- _Directions_
Reproduce the first line of the entries that follow and each later line, word for word, ending with the one containing "# link count".
::::::
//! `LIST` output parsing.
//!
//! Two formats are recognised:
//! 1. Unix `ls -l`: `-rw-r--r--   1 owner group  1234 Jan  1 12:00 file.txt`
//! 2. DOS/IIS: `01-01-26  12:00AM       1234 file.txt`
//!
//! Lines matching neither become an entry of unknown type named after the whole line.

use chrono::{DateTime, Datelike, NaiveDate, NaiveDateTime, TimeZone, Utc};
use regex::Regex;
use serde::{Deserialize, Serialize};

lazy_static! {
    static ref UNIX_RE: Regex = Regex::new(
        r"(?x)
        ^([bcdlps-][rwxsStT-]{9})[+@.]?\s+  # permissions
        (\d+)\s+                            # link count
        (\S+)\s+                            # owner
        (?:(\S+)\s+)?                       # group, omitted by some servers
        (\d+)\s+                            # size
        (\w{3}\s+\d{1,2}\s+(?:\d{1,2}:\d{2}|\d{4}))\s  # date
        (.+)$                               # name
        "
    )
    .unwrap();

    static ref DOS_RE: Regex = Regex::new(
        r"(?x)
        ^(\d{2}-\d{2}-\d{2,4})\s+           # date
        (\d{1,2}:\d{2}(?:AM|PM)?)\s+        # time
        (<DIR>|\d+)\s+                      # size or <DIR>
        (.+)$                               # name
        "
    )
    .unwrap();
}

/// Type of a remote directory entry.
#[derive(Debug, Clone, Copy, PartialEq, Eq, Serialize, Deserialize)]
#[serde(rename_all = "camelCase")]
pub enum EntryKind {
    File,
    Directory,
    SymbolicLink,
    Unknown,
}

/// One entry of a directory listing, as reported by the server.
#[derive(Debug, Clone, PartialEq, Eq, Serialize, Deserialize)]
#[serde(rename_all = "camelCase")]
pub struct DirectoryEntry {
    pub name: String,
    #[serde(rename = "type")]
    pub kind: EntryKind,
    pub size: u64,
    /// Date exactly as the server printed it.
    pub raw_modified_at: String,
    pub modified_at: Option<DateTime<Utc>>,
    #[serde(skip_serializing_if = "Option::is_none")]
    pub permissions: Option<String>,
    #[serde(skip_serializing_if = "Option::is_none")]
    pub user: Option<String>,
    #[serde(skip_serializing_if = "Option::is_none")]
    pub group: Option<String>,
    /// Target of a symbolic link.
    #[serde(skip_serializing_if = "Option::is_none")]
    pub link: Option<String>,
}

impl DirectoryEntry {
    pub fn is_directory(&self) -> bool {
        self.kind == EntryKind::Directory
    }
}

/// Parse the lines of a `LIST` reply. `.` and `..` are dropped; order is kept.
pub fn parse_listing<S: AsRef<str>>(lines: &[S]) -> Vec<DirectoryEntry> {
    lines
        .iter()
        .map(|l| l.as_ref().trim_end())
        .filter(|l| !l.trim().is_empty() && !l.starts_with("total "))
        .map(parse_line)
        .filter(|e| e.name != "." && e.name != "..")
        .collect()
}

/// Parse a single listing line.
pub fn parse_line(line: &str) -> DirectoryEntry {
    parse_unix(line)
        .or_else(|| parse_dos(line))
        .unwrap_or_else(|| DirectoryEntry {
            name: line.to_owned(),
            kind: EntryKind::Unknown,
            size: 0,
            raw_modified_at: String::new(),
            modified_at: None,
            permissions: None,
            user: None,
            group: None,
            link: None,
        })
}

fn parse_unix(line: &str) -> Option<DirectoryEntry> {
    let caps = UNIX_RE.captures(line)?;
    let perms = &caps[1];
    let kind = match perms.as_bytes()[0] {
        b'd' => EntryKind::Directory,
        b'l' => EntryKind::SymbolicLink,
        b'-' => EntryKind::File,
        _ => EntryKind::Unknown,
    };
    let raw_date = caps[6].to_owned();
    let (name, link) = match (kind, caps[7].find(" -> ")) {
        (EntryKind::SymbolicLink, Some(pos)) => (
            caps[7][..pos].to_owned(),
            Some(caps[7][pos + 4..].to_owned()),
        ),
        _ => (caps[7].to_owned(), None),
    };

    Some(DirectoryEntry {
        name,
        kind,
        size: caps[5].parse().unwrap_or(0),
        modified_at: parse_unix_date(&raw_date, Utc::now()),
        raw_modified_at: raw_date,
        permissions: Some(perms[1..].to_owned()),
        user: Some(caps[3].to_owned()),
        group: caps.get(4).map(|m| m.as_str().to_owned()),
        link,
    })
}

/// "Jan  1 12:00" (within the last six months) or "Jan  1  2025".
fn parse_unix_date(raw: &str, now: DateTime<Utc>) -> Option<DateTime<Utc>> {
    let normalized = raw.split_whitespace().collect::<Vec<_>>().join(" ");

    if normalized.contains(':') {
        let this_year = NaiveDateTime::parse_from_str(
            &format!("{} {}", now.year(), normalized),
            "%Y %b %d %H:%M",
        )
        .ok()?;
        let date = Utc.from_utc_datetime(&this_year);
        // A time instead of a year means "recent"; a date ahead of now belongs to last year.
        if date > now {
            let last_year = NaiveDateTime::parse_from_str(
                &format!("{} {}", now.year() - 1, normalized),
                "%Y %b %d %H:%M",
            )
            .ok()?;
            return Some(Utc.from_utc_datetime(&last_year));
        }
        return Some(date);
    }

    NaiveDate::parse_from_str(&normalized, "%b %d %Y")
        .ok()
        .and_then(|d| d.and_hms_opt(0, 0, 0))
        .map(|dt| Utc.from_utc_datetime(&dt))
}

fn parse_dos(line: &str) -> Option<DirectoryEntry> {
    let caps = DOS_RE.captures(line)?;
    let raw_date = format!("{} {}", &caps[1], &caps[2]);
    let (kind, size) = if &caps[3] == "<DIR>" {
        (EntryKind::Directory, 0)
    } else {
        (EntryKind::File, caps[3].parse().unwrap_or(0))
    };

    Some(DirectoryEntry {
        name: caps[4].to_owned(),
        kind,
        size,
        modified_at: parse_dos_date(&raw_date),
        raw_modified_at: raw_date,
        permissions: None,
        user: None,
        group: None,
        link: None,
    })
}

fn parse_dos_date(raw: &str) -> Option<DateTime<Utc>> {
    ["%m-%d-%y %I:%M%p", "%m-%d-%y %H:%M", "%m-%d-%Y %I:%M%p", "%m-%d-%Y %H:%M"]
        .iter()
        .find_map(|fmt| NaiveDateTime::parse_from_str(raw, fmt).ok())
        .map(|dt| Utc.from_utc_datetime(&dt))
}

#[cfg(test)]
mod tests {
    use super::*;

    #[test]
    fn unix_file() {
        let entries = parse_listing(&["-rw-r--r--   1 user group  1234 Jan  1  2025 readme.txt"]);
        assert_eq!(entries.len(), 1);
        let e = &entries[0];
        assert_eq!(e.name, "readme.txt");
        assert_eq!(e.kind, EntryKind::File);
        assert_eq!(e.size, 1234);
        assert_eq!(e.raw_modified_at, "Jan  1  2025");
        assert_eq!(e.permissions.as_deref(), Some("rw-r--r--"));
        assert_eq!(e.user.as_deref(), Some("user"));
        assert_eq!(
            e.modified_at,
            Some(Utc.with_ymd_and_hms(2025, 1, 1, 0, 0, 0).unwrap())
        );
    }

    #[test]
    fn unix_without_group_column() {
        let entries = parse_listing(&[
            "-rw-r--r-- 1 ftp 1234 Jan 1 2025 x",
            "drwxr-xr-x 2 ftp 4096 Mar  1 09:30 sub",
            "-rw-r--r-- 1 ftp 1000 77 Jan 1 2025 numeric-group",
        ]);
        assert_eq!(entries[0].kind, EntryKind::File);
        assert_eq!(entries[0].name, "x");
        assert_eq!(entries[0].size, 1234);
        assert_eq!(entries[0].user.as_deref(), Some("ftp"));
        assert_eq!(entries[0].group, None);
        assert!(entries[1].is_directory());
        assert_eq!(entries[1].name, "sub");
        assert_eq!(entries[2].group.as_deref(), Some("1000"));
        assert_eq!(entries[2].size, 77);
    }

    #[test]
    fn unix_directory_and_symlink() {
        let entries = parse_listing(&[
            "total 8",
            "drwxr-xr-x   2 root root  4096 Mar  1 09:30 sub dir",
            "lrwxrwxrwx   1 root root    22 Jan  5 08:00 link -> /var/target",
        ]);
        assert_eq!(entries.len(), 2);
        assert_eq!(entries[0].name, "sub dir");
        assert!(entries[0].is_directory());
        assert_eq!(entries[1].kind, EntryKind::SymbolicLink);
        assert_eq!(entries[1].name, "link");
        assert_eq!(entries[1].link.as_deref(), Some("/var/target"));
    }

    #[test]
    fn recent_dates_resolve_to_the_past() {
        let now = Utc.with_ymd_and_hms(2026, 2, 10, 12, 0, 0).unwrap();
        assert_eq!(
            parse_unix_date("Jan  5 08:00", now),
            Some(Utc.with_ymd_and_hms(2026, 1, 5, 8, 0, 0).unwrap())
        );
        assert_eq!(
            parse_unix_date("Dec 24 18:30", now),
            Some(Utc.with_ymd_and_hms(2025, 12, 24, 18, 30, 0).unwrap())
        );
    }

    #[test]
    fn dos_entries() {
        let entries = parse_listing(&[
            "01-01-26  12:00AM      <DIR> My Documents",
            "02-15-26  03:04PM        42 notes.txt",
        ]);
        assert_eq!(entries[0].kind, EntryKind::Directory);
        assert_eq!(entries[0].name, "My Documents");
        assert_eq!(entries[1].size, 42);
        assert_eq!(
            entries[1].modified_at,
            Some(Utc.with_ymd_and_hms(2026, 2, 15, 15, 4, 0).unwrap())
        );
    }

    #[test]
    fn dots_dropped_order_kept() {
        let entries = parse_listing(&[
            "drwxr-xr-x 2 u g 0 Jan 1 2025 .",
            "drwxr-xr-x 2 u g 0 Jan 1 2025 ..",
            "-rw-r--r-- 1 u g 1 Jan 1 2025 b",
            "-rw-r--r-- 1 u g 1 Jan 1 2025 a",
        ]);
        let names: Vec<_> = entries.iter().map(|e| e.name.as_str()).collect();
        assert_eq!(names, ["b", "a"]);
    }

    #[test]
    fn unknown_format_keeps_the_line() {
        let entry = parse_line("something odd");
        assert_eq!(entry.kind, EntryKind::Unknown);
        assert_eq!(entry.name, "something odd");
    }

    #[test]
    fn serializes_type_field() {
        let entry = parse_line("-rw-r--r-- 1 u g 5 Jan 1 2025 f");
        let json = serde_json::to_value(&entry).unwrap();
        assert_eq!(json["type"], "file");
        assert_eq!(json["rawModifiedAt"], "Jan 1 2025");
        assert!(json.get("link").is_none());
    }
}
::::::
- _Answer for this exercise_
//! `LIST` output parsing.
//!
//! Two formats are recognised:
//! 1. Unix `ls -l`: `-rw-r--r--   1 owner group  1234 Jan  1 12:00 file.txt`
//! 2. DOS/IIS: `01-01-26  12:00AM       1234 file.txt`
//!
//! Lines matching neither become an entry of unknown type named after the whole line.

use chrono::{DateTime, Datelike, NaiveDate, NaiveDateTime, TimeZone, Utc};
use regex::Regex;
use serde::{Deserialize, Serialize};

lazy_static! {
    static ref UNIX_RE: Regex = Regex::new(
        r"(?x)
        ^([bcdlps-][rwxsStT-]{9})[+@.]?\s+  # permissions
        (\d+)\s+                            # link count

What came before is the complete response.